PROBLEM TO WORK ON> An exact copy of the listing is required.

PROVIDED ENTRIES>
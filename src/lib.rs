//! Derive version strings from the state of a git repository.
//!
//! A [selector::DescriptorSelector] picks the tag, branch or commit
//! descriptor that applies to a [domain::RepositorySituation], and a
//! [composer::VersionComposer] renders the descriptor's format string
//! (see [template]) into a version and rewrites matching properties.

pub mod composer;
pub mod config;
pub mod domain;
pub mod error;
pub mod git;
pub mod selector;
pub mod template;
pub mod ui;

pub use composer::{ComposedVersion, VersionComposer};
pub use error::{GitVersionError, Result};
pub use selector::{DescriptorSelector, RefSelection, RefType};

REPLY TO THE EXERCISE>
filename src/lib.rs
//! Derive version strings from the state of a git repository.
//!
//! A [selector::DescriptorSelector] picks the tag, branch or commit
//! descriptor that applies to a [domain::RepositorySituation], and a
//! [composer::VersionComposer] renders the descriptor's format string
//! (see [template]) into a version and rewrites matching properties.

pub mod composer;
pub mod config;
pub mod domain;
pub mod error;
pub mod git;
pub mod selector;
pub mod template;
pub mod ui;

pub use composer::{ComposedVersion, VersionComposer};
pub use error::{GitVersionError, Result};
pub use selector::{DescriptorSelector, RefSelection, RefType};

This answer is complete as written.